» Problem
Only one thing is required: the number of lines in the entries below that contain "RefreshFlags".
____ Recorded information
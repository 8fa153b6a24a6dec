use crate::io::BufMut;

/// https://dev.mysql.com/doc/dev/mysql-server/latest/page_protocol_com_query.html
#[derive(Debug)]
pub(crate) struct ComQuery<'a> {
    pub(crate) query: &'a str,
}

impl ComQuery<'_> {
    pub(crate) fn encode(&self, buf: &mut Vec<u8>) {
        buf.put_u8(0x03);
        buf.put_str(self.query);
    }
}

/// https://dev.mysql.com/doc/dev/mysql-server/latest/page_protocol_com_ping.html
#[derive(Debug)]
pub(crate) struct ComPing;

impl ComPing {
    pub(crate) fn encode(&self, buf: &mut Vec<u8>) {
        buf.put_u8(0x0e);
    }
}

/// https://dev.mysql.com/doc/dev/mysql-server/latest/page_protocol_com_init_db.html
#[derive(Debug)]
pub(crate) struct ComInitDb<'a> {
    pub(crate) schema: &'a str,
}

impl ComInitDb<'_> {
    pub(crate) fn encode(&self, buf: &mut Vec<u8>) {
        buf.put_u8(0x02);
        buf.put_str(self.schema);
    }
}

/// https://dev.mysql.com/doc/dev/mysql-server/latest/page_protocol_com_quit.html
#[derive(Debug)]
pub(crate) struct ComQuit;

impl ComQuit {
    pub(crate) fn encode(&self, buf: &mut Vec<u8>) {
        buf.put_u8(0x01);
    }
}

/// https://dev.mysql.com/doc/dev/mysql-server/latest/page_protocol_com_statistics.html
#[derive(Debug)]
pub(crate) struct ComStatistics;

impl ComStatistics {
    pub(crate) fn encode(&self, buf: &mut Vec<u8>) {
        buf.put_u8(0x09);
    }
}

bitflags::bitflags! {
    /// https://dev.mysql.com/doc/dev/mysql-server/latest/page_protocol_com_refresh.html
    pub struct RefreshFlags: u8 {
        const GRANT = 0x01;
        const LOG = 0x02;
        const TABLES = 0x04;
        const HOSTS = 0x08;
        const STATUS = 0x10;
        const THREADS = 0x20;
        const SLAVE = 0x40;
    }
}

#[derive(Debug)]
pub(crate) struct ComRefresh {
    pub(crate) flags: RefreshFlags,
}

impl ComRefresh {
    pub(crate) fn encode(&self, buf: &mut Vec<u8>) {
        buf.put_u8(0x07);
        buf.put_u8(self.flags.bits());
    }
}

#[derive(Debug, Copy, Clone)]
#[repr(u16)]
pub(crate) enum SetOption {
    MultiStatementsOn = 0x00,
    MultiStatementsOff = 0x01,
}

/// https://dev.mysql.com/doc/dev/mysql-server/latest/page_protocol_com_set_option.html
///
/// The server's reply is a 5-byte packet shaped exactly like an EOF packet (0xFE
/// header, 2 bytes warnings, 2 bytes status) rather than an OK packet; callers should
/// decode it with [`super::eof::EofPacket::read`].
#[derive(Debug)]
pub(crate) struct ComSetOption {
    pub(crate) option: SetOption,
}

impl ComSetOption {
    pub(crate) fn encode(&self, buf: &mut Vec<u8>) {
        buf.put_u8(0x1b);
        buf.put_u16::<byteorder::LittleEndian>(self.option as u16);
    }
}
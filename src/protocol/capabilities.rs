// https://dev.mysql.com/doc/dev/mysql-server/latest/group__group__cs__capabilities__flags.html
// https://mariadb.com/kb/en/connection/#capabilities
bitflags::bitflags! {
    pub(crate) struct Capabilities: u64 {
        const MYSQL = 1;
        const FOUND_ROWS = 2;
        const LONG_FLAG = 4;
        const CONNECT_WITH_DB = 8;
        const NO_SCHEMA = 16;
        const COMPRESS = 32;
        const ODBC = 64;
        const LOCAL_FILES = 128;
        const IGNORE_SPACE = 256;
        const PROTOCOL_41 = 512;
        const INTERACTIVE = 1024;
        const SSL = 2048;
        const IGNORE_SIGPIPE = 4096;
        const TRANSACTIONS = 8192;
        const RESERVED = 16384;
        const SECURE_CONNECTION = 32768;
        const MULTI_STATEMENTS = 1 << 16;
        const MULTI_RESULTS = 1 << 17;
        const PS_MULTI_RESULTS = 1 << 18;
        const PLUGIN_AUTH = 1 << 19;
        const CONNECT_ATTRS = 1 << 20;
        const PLUGIN_AUTH_LENENC_DATA = 1 << 21;
        const CAN_HANDLE_EXPIRED_PASSWORDS = 1 << 22;
        const SESSION_TRACK = 1 << 23;
        const DEPRECATE_EOF = 1 << 24;
        const SSL_VERIFY_SERVER_CERT = 1 << 30;
        const REMEMBER_OPTIONS = 1 << 31;
    }
}

/// The flags this driver asks for in every handshake response.
///
/// `PROTOCOL_41` and `SECURE_CONNECTION` are required; the driver does not implement
/// the pre-4.1 handshake. `MULTI_STATEMENTS`/`MULTI_RESULTS` are negotiated separately
/// by `enable_multi_statements`, not requested up front.
pub(crate) const CLIENT_CAPABILITIES: Capabilities = Capabilities::from_bits_truncate(
    Capabilities::MYSQL.bits()
        | Capabilities::PROTOCOL_41.bits()
        | Capabilities::SECURE_CONNECTION.bits()
        | Capabilities::PLUGIN_AUTH.bits()
        | Capabilities::PLUGIN_AUTH_LENENC_DATA.bits()
        | Capabilities::CONNECT_WITH_DB.bits()
        | Capabilities::TRANSACTIONS.bits()
        | Capabilities::FOUND_ROWS.bits()
        | Capabilities::LONG_FLAG.bits(),
);
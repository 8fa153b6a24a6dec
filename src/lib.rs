#![forbid(unsafe_code)]

//! A native, synchronous client driver for the MySQL/MariaDB wire protocol
//! (server versions 4.1.1 and later, protocol version 10).
//!
//! The driver speaks the client/server protocol directly over a [`Transport`]; it does
//! not wrap `libmysqlclient` or any other native client library. TLS, compressed
//! packets, multi-statements, and binlog replication are negotiated as disabled and are
//! not implemented here.

#[macro_use]
pub mod error;

mod io;

pub mod protocol;

mod bind;
mod options;
mod packet;
mod pool;
mod row;
mod transport;
mod value;

pub mod connection;

pub use bind::BindParameter;
pub use connection::{Connection, MySqlConnection};
pub use connection::prepared::PreparedStatement;
pub use connection::result::{ResultSet, ResultStream};
pub use error::{Error, Result};
pub use options::ConnectOptions;
pub use pool::Poolable;
pub use row::Row;
pub use transport::{TcpTransport, Transport};
pub use value::Value;

#[cfg(any(test, feature = "mock-transport"))]
pub use transport::mock::MockTransport;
________
» Reply to the exercise
2